- _YOUR INSTRUCTIONS_
Find the string "write" in the records. Copy every line it appears in.

═════ TASK DATA

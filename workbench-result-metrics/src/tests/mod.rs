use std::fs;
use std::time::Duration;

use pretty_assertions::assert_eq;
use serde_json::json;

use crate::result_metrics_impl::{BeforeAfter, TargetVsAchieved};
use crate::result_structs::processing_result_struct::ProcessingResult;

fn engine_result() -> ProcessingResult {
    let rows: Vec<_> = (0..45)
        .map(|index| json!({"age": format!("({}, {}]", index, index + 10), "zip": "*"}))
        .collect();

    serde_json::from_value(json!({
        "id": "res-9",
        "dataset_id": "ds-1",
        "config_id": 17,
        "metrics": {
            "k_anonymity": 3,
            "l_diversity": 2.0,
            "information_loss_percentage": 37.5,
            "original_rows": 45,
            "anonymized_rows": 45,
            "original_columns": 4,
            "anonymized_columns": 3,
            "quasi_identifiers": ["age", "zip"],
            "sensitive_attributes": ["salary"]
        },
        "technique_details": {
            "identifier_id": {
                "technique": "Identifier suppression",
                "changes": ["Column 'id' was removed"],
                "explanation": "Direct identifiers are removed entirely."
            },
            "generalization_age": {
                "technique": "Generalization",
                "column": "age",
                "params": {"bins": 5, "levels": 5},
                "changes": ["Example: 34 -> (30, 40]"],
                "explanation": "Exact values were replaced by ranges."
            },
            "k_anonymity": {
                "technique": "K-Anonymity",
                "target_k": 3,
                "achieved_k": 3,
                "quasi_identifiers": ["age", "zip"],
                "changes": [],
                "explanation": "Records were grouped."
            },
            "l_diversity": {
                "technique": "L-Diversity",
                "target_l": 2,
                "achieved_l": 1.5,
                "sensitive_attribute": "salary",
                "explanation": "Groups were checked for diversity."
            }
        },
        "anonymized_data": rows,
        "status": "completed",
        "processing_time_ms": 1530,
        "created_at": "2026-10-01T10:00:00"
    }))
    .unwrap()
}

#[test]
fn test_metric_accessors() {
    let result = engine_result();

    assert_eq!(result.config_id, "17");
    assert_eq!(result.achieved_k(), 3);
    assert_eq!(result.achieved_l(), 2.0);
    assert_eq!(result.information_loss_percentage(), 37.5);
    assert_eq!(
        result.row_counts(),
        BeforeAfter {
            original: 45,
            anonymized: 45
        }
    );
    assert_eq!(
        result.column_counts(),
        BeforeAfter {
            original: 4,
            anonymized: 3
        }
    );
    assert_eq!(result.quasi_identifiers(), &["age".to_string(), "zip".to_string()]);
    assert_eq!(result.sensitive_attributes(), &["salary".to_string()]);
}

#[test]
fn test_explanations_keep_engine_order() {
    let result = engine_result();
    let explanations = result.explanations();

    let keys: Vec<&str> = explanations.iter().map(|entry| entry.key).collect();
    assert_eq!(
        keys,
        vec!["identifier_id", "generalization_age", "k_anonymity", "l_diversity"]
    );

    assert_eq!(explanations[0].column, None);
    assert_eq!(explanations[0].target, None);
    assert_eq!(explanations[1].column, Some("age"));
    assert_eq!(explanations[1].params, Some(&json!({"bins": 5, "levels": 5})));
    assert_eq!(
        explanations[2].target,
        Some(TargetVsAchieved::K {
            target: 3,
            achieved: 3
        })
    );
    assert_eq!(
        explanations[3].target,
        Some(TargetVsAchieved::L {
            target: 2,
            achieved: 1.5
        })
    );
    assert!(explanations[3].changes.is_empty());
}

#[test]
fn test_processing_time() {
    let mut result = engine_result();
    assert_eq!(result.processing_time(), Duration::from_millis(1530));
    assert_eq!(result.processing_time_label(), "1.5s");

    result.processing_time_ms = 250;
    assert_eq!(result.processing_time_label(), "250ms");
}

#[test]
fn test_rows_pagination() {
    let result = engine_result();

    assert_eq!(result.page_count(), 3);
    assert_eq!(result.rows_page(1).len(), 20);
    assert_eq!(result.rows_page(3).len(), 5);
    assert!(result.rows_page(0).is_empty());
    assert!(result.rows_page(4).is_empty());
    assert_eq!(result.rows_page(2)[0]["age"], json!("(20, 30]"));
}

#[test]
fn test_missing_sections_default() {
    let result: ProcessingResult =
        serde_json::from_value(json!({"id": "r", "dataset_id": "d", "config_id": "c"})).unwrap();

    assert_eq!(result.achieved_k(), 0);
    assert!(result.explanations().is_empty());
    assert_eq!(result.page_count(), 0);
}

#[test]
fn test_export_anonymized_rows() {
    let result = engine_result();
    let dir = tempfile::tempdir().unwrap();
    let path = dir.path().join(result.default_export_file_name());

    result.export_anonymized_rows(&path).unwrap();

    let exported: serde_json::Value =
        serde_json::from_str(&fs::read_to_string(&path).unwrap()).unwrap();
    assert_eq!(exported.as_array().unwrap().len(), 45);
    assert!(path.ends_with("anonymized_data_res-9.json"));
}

══════════
═════ TASK DATA

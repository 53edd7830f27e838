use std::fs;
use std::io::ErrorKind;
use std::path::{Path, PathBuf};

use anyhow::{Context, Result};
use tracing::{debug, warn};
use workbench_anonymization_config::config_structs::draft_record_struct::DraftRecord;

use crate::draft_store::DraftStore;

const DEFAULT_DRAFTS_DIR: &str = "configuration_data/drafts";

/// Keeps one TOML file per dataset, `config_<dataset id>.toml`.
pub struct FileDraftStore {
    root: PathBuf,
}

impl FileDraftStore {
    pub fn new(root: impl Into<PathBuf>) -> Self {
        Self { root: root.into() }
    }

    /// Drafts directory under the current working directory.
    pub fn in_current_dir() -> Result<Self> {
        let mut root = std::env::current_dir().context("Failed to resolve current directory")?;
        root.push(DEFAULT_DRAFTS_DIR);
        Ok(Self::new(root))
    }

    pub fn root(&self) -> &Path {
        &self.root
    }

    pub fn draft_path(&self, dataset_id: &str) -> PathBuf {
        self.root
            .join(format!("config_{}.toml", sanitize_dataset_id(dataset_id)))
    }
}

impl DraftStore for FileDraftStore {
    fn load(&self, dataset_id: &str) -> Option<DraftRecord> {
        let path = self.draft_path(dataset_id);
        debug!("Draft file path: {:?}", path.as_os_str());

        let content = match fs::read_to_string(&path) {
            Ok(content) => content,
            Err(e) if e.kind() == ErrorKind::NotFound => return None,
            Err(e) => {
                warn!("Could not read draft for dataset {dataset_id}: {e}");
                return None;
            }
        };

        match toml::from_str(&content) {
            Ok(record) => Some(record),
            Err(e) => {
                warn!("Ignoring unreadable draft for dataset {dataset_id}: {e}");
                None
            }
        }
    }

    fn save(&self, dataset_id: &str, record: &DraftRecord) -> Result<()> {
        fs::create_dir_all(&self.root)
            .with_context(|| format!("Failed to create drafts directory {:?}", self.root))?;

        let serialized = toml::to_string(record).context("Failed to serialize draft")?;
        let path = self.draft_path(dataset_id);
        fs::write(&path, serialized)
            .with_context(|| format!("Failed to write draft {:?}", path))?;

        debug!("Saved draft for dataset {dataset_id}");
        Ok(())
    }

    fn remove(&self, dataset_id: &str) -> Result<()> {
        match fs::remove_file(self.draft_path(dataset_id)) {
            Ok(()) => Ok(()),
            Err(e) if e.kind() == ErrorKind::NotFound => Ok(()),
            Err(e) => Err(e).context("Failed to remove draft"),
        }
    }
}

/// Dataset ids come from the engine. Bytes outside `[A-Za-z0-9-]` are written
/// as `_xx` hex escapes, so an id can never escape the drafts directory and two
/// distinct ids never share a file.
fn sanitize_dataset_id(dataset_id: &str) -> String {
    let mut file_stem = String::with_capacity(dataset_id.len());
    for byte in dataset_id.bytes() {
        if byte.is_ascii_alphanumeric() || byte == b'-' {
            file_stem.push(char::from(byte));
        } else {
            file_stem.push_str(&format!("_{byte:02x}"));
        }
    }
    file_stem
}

══════════

- _EXERCISE SOLUTION_
        fs::write(&path, serialized)
            .with_context(|| format!("Failed to write draft {:?}", path))?;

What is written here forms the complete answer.